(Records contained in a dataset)
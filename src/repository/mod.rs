//! Repository layer for document store operations

pub mod memory;
pub mod postgres;

use std::sync::Arc;

use async_trait::async_trait;
use sqlx::{Pool, Postgres};

use crate::{
    error::AppResult,
    models::{
        AvailabilityBreakdown, CheckoutState, GroupCount, Record, RecordField, RecordId,
        ReservationRollup,
    },
    query::{RecordFilter, SortSpec},
};

pub use memory::MemoryCatalogStore;
pub use postgres::PgCatalogStore;

/// Operations the catalog needs from its document store.
///
/// Orderings are made deterministic by the store: every ranking breaks ties
/// by its group key (null first) and every listing by record id.
#[cfg_attr(test, mockall::automock)]
#[async_trait]
pub trait CatalogStore: Send + Sync {
    /// Number of records matching the filter
    async fn count(&self, filter: &RecordFilter) -> AppResult<i64>;

    /// Matching records, ordered, skipping `skip` and returning at most `limit`.
    /// Without a sort the store's natural order is used.
    async fn find(
        &self,
        filter: &RecordFilter,
        sort: Option<SortSpec>,
        skip: i64,
        limit: i64,
    ) -> AppResult<Vec<Record>>;

    /// Distinct raw values of an attribute, nulls and empty strings included
    async fn distinct(&self, field: RecordField) -> AppResult<Vec<Option<String>>>;

    /// Overwrite the checkout marker of one record.
    /// Returns false when no record has this id.
    async fn set_checkout(&self, id: &RecordId, state: &CheckoutState) -> AppResult<bool>;

    /// Record count per attribute value, largest first
    async fn count_by(&self, field: RecordField, limit: Option<i64>) -> AppResult<Vec<GroupCount>>;

    /// Reservation sum and average per document type, largest sum first
    async fn reservations_by_type(&self) -> AppResult<Vec<ReservationRollup>>;

    /// Available and checked-out counts per document type, largest type first
    async fn availability_by_type(&self) -> AppResult<Vec<AvailabilityBreakdown>>;
}

/// Main repository struct holding the store handle
#[derive(Clone)]
pub struct Repository {
    pub livres: Arc<dyn CatalogStore>,
}

impl Repository {
    /// Create a repository over any store implementation
    pub fn new(store: Arc<dyn CatalogStore>) -> Self {
        Self { livres: store }
    }

    /// Create a repository backed by PostgreSQL
    pub fn postgres(pool: Pool<Postgres>) -> Self {
        Self::new(Arc::new(PgCatalogStore::new(pool)))
    }

    /// Create a repository backed by an in-memory collection
    pub fn memory(records: Vec<Record>) -> Self {
        Self::new(Arc::new(MemoryCatalogStore::new(records)))
    }
}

§ THE PROBLEM
Retype every record above exactly as written.

§ TASK SOLUTION
filename src/repository/mod.rs
//! Repository layer for document store operations

pub mod memory;
pub mod postgres;

use std::sync::Arc;

use async_trait::async_trait;
use sqlx::{Pool, Postgres};

use crate::{
    error::AppResult,
    models::{
        AvailabilityBreakdown, CheckoutState, GroupCount, Record, RecordField, RecordId,
        ReservationRollup,
    },
    query::{RecordFilter, SortSpec},
};

pub use memory::MemoryCatalogStore;
pub use postgres::PgCatalogStore;

/// Operations the catalog needs from its document store.
///
/// Orderings are made deterministic by the store: every ranking breaks ties
/// by its group key (null first) and every listing by record id.
#[cfg_attr(test, mockall::automock)]
#[async_trait]
pub trait CatalogStore: Send + Sync {
    /// Number of records matching the filter
    async fn count(&self, filter: &RecordFilter) -> AppResult<i64>;

    /// Matching records, ordered, skipping `skip` and returning at most `limit`.
    /// Without a sort the store's natural order is used.
    async fn find(
        &self,
        filter: &RecordFilter,
        sort: Option<SortSpec>,
        skip: i64,
        limit: i64,
    ) -> AppResult<Vec<Record>>;

    /// Distinct raw values of an attribute, nulls and empty strings included
    async fn distinct(&self, field: RecordField) -> AppResult<Vec<Option<String>>>;

    /// Overwrite the checkout marker of one record.
    /// Returns false when no record has this id.
    async fn set_checkout(&self, id: &RecordId, state: &CheckoutState) -> AppResult<bool>;

    /// Record count per attribute value, largest first
    async fn count_by(&self, field: RecordField, limit: Option<i64>) -> AppResult<Vec<GroupCount>>;

    /// Reservation sum and average per document type, largest sum first
    async fn reservations_by_type(&self) -> AppResult<Vec<ReservationRollup>>;

    /// Available and checked-out counts per document type, largest type first
    async fn availability_by_type(&self) -> AppResult<Vec<AvailabilityBreakdown>>;
}

/// Main repository struct holding the store handle
#[derive(Clone)]
pub struct Repository {
    pub livres: Arc<dyn CatalogStore>,
}

impl Repository {
    /// Create a repository over any store implementation
    pub fn new(store: Arc<dyn CatalogStore>) -> Self {
        Self { livres: store }
    }

    /// Create a repository backed by PostgreSQL
    pub fn postgres(pool: Pool<Postgres>) -> Self {
        Self::new(Arc::new(PgCatalogStore::new(pool)))
    }

    /// Create a repository backed by an in-memory collection
    pub fn memory(records: Vec<Record>) -> Self {
        Self::new(Arc::new(MemoryCatalogStore::new(records)))
    }
}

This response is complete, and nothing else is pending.